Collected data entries
════════

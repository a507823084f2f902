//! Command-line syntax detection for the vector tool.
//!
//! Inkscape 1.0 replaced the `--export-<type>=<file>` family of flags with
//! `--export-filename`. The version banner decides which form to emit.

use std::time::Duration;
use tracing::debug;

use crate::locator::parse_version;
use crate::process::{CommandExecutor, CommandSpec};

/// How long the version probe may take.
const VERSION_PROBE_TIMEOUT: Duration = Duration::from_secs(30);

/// Which flag dialect the installed tool understands.
#[derive(Debug, Clone, Copy, PartialEq, Eq, Default)]
pub enum CliSyntax {
    /// 0.x: `-z`, `--export-pdf=<file>`, `--export-plain-svg=<file>`.
    Legacy,
    /// 1.x and later: `--export-filename=<file>`.
    #[default]
    Modern,
}

impl CliSyntax {
    /// Interprets a `--version` banner such as `Inkscape 1.2.2 (b0a8486541, 2022-12-01)`.
    ///
    /// Anything without a recognisable major version is assumed modern.
    pub fn from_version_output(output: &str) -> Self {
        let line = output
            .lines()
            .find(|l| l.to_ascii_lowercase().contains("inkscape"))
            .unwrap_or(output);
        match parse_version(line).first() {
            Some(0) => Self::Legacy,
            _ => Self::Modern,
        }
    }

    /// Runs the `--version` invocation in `spec` and interprets the banner.
    ///
    /// The caller builds `spec` so the probe gets the same environment as
    /// real conversions; its timeout is capped at 30 seconds.
    pub async fn detect(executor: &CommandExecutor, spec: CommandSpec) -> Self {
        let limit = spec
            .options
            .timeout
            .map_or(VERSION_PROBE_TIMEOUT, |t| t.min(VERSION_PROBE_TIMEOUT));
        let spec = spec.timeout(limit);
        let program = spec.command.program();

        match executor.execute(&spec).await {
            Ok(record) => {
                // Some builds print the banner on stderr.
                let mut banner = record.result.stdout_text();
                banner.push('\n');
                banner.push_str(&record.result.stderr_text());
                let syntax = Self::from_version_output(&banner);
                debug!(%program, ?syntax, "detected CLI syntax");
                syntax
            }
            Err(e) => {
                debug!(%program, error = %e, "version probe failed, assuming modern syntax");
                Self::default()
            }
        }
    }
}

#[cfg(test)]
mod tests {
    use super::*;

    #[test]
    fn test_modern_banner() {
        assert_eq!(
            CliSyntax::from_version_output("Inkscape 1.3.2 (091e20e, 2023-11-25)"),
            CliSyntax::Modern
        );
    }

    #[test]
    fn test_legacy_banner() {
        assert_eq!(
            CliSyntax::from_version_output("Inkscape 0.92.4 (5da689c313, 2019-01-14)"),
            CliSyntax::Legacy
        );
    }

    #[test]
    fn test_banner_with_noise_lines() {
        let output = "Gtk-Message: 10:00:00.000: Failed to load module\nInkscape 0.92.5\n";
        assert_eq!(CliSyntax::from_version_output(output), CliSyntax::Legacy);
    }

    #[test]
    fn test_unparseable_is_modern() {
        assert_eq!(CliSyntax::from_version_output("garbage"), CliSyntax::Modern);
        assert_eq!(CliSyntax::from_version_output(""), CliSyntax::Modern);
    }

    #[cfg(unix)]
    #[tokio::test]
    async fn test_detect_from_script() {
        use std::os::unix::fs::PermissionsExt;

        let dir = tempfile::tempdir().unwrap();
        let script = dir.path().join("fake-inkscape");
        std::fs::write(&script, "#!/bin/sh\necho 'Inkscape 0.92.3 (2405546, 2018-03-11)'\n").unwrap();
        std::fs::set_permissions(&script, std::fs::Permissions::from_mode(0o755)).unwrap();

        let spec = CommandSpec::new(crate::process::CommandLine::new(script.clone()).arg("--version"))
            .timeout(Duration::from_secs(10));
        let syntax = CliSyntax::detect(&CommandExecutor::default(), spec).await;
        assert_eq!(syntax, CliSyntax::Legacy);
    }
}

════════

Directions:
Take every line from the data that includes the word "limit".

Response to the exercise:
        let limit = spec
        let spec = spec.timeout(limit);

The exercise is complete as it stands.